Figueroa, 78, a Chemehuevi Indian and historian with La Cuna de Aztlán Sacred Sites Protection Circle, has become one of the most vocal critics of the solar programme and expresses some unusually bold claims as to the significance of this valley: he claims it is the birthplace of the Aztec and Mayan systems of belief. He points out the depictions of a toad and a tortoise on a facsimile of the Codex Borgia, one of a handful of divinatory manuscripts written before the Spanish conquest.

On a survey of the 2,400-hectare site Figueroa points out a giant geoglyph, an earth carving he says represents Kokopelli, a fertility deity often depicted as a humpbacked flute player with antenna-like protrusions on his head. Kokopelli, he says, will surely be disturbed if the development here resumes.

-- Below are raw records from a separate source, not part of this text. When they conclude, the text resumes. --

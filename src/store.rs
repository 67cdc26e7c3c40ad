//! This module provides the task store, the single owner of every task
//!
//! The whole [`TaskCollection`] is saved under a single storage key, and re-written after every change.

use thiserror::Error;

use crate::clock::Clock;
use crate::collection::{sorted_by_importance, DateKey, DecodeError, TaskCollection};
use crate::config;
use crate::storage::StorageError;
use crate::task::{Task, TaskId, ValidationError};
use crate::traits::KeyValueStorage;

#[derive(Debug, Error)]
pub enum StoreError {
    /// The operation was refused, nothing has changed
    #[error("invalid task: {0}")]
    Validation(#[from] ValidationError),
    /// Reading or writing the storage failed.
    /// In case of a write, the in-memory change is kept and [`TaskStore::persist`] can be retried
    #[error("storage failure: {0}")]
    Storage(#[from] StorageError),
    #[error("unable to serialize tasks: {0}")]
    Serialization(#[from] serde_json::Error),
    /// The stored tasks could not be read. They have been set aside (see [`config::backup_key`]), the store is now empty
    #[error("stored tasks are corrupt: {reason}")]
    CorruptState {
        raw: String,
        #[source]
        reason: DecodeError,
    },
}

/// What [`TaskStore::hydrate`] has found in the storage
#[derive(Clone, Debug, PartialEq, Eq)]
pub enum HydrateOutcome {
    /// Nothing was stored yet
    Empty,
    Loaded { dates: usize, tasks: usize },
    /// Tasks were stored in an older format. They have been converted, and saved back in the current format
    Migrated { from_version: u64, dates: usize, tasks: usize },
}


/// The task store: tasks grouped by date, saved to a [`KeyValueStorage`] after every change
#[derive(Debug)]
pub struct TaskStore<S: KeyValueStorage> {
    storage: S,
    key: String,
    collection: TaskCollection,
}

impl<S: KeyValueStorage> TaskStore<S> {
    /// Create an empty store that saves to `storage`, under the configured [`config::STORAGE_KEY`].
    /// You will probably want to call [`Self::hydrate`] next
    pub fn new(storage: S) -> Self {
        Self::new_with_key(storage, &config::storage_key())
    }

    pub fn new_with_key(storage: S, key: &str) -> Self {
        Self {
            storage,
            key: key.to_string(),
            collection: TaskCollection::new(),
        }
    }

    pub fn storage(&self) -> &S { &self.storage }
    pub fn key(&self) -> &str { &self.key }
    /// The full collection, all dates included
    pub fn collection(&self) -> &TaskCollection { &self.collection }

    /// Replace the in-memory tasks with the stored ones.
    ///
    /// When the stored tasks cannot be read or decoded, the store is left empty. A corrupt document is copied to the
    /// backup key before being reported, so that the next write does not destroy it.
    /// When migrated tasks cannot be written back, they are kept in memory and the storage error is returned
    /// (a later [`TaskStore::persist`] can retry).
    pub async fn hydrate(&mut self) -> Result<HydrateOutcome, StoreError> {
        self.collection = TaskCollection::new();

        let raw = match self.storage.get_item(&self.key).await {
            Err(err) => {
                log::warn!("Unable to read stored tasks: {}", err);
                return Err(err.into());
            },
            Ok(None) => {
                log::debug!("No stored tasks under {:?}, starting empty", self.key);
                return Ok(HydrateOutcome::Empty);
            },
            Ok(Some(raw)) => raw,
        };

        let decoded = match TaskCollection::from_json(&raw) {
            Ok(decoded) => decoded,
            Err(reason) => {
                log::error!("Stored tasks are corrupt ({}). Starting empty", reason);
                let backup_key = config::backup_key(&self.key);
                match self.storage.set_item(&backup_key, &raw).await {
                    Ok(()) => log::info!("Corrupt tasks have been kept under {:?}", backup_key),
                    Err(err) => log::warn!("Unable to back corrupt tasks up: {}", err),
                }
                return Err(StoreError::CorruptState { raw, reason });
            },
        };

        let migrated = decoded.was_migrated();
        let from_version = decoded.from_version;
        self.collection = decoded.collection;
        let dates = self.collection.dates().count();
        let tasks = self.collection.task_count();

        if migrated {
            log::info!("Migrating {} stored tasks from format version {}", tasks, from_version);
            self.persist().await?;
            return Ok(HydrateOutcome::Migrated { from_version, dates, tasks });
        }
        log::debug!("Loaded {} tasks over {} dates", tasks, dates);
        Ok(HydrateOutcome::Loaded { dates, tasks })
    }

    /// Save the whole collection to the storage
    pub async fn persist(&mut self) -> Result<(), StoreError> {
        let serialized = self.collection.to_json()?;
        if let Err(err) = self.storage.set_item(&self.key, &serialized).await {
            log::warn!("Unable to save tasks: {}", err);
            return Err(err.into());
        }
        Ok(())
    }

    /// The tasks filed under `date`, in insertion order
    pub fn list_for_date(&self, date: &DateKey) -> &[Task] {
        self.collection.get(date)
    }

    /// The tasks filed under `date`, important ones first (insertion order is kept otherwise)
    pub fn list_for_date_sorted(&self, date: &DateKey) -> Vec<Task> {
        sorted_by_importance(self.collection.get(date))
    }

    /// Today's tasks, important ones first
    pub fn list_today<C: Clock + ?Sized>(&self, clock: &C) -> Vec<Task> {
        self.list_for_date_sorted(&DateKey::today(clock))
    }

    /// Locate a task by its id, whatever date it is filed under
    pub fn find_task(&self, id: &TaskId) -> Option<(&DateKey, &Task)> {
        self.collection.find(id)
    }

    /// Create a task at the end of `date`, and save.
    ///
    /// Blank titles (or blank descriptions, when one is given) are refused.
    pub async fn add_task(&mut self, date: DateKey, title: &str, description: Option<&str>) -> Result<Task, StoreError> {
        let task = Task::new(title, description)?;
        log::debug!("Adding task {} ({:?}) to {}", task.id(), task.title(), date);
        self.collection.push(date, task.clone());
        self.persist().await?;
        Ok(task)
    }

    /// Remove a task, and save.
    /// Returns `None` (and saves nothing) in case there is no such task
    pub async fn remove_task(&mut self, date: &DateKey, id: &TaskId) -> Result<Option<Task>, StoreError> {
        let removed = match self.collection.remove(date, id) {
            None => {
                log::debug!("No task {} to remove on {}", id, date);
                return Ok(None);
            },
            Some(task) => task,
        };
        self.persist().await?;
        Ok(Some(removed))
    }

    /// Flip the importance of a task, and save.
    /// Returns the new importance, or `None` in case there is no such task
    pub async fn toggle_important(&mut self, date: &DateKey, id: &TaskId) -> Result<Option<bool>, StoreError> {
        let is_important = match self.collection.get_task_mut(date, id) {
            None => return Ok(None),
            Some(task) => task.toggle_important(),
        };
        self.persist().await?;
        Ok(Some(is_important))
    }

    /// Record the display string of a confirmed reminder, and save.
    /// Returns whether the task exists
    pub async fn set_reminder_display(&mut self, date: &DateKey, id: &TaskId, display: &str) -> Result<bool, StoreError> {
        self.update_reminder(date, id, Some(display.to_string())).await
    }

    /// Forget the reminder of a task, and save.
    /// Returns whether the task exists
    pub async fn clear_reminder_display(&mut self, date: &DateKey, id: &TaskId) -> Result<bool, StoreError> {
        self.update_reminder(date, id, None).await
    }

    async fn update_reminder(&mut self, date: &DateKey, id: &TaskId, display: Option<String>) -> Result<bool, StoreError> {
        match self.collection.get_task_mut(date, id) {
            None => return Ok(false),
            Some(task) => task.set_reminder_time(display),
        }
        self.persist().await?;
        Ok(true)
    }
}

The area is known for giant geoglyphs, believed by some to date back 10,000 years. Gesturing towards the mountains, he also describes Cihuacoatl – a pregnant serpent woman – he sees shaped in the rock formations. All of this, he says, amounts to why government-fast-tracked solar programmes in the valley, where temperatures can reach 54C, should be abandoned. It is a matter of their very survival.

“We are traditional people – the people of the cosmic tradition,” Figueroa explains. “The Europeans came and did a big number on us. They tried to destroy us. But they were not able to destroy our traditions, and it’s because of our traditions and our mythology that we’ve been able to survive. If we’d blended in with the Wasps – the white Anglo-Saxon Protestants – we’d have been lost long ago.”

At the Genesis Solar site, 20 miles west, Florida-based NextEra has begun to develop an 810-hectare site. The brackets that will hold the reflecting mirrors stand like sentinels. Backed by a $825m department of energy loan, Genesis Solar is planned as a centrepiece of the administration’s renewable energy programme, with enough generating capacity to power 187,500 homes.

But local Native American groups collectively known as the Colorado River Indian Tribes are demanding that 80 hectares of the development be abandoned after prehistoric grinding stones were found on a layer of ashes they say is evidence of a cremation site “too sacred to disturb”.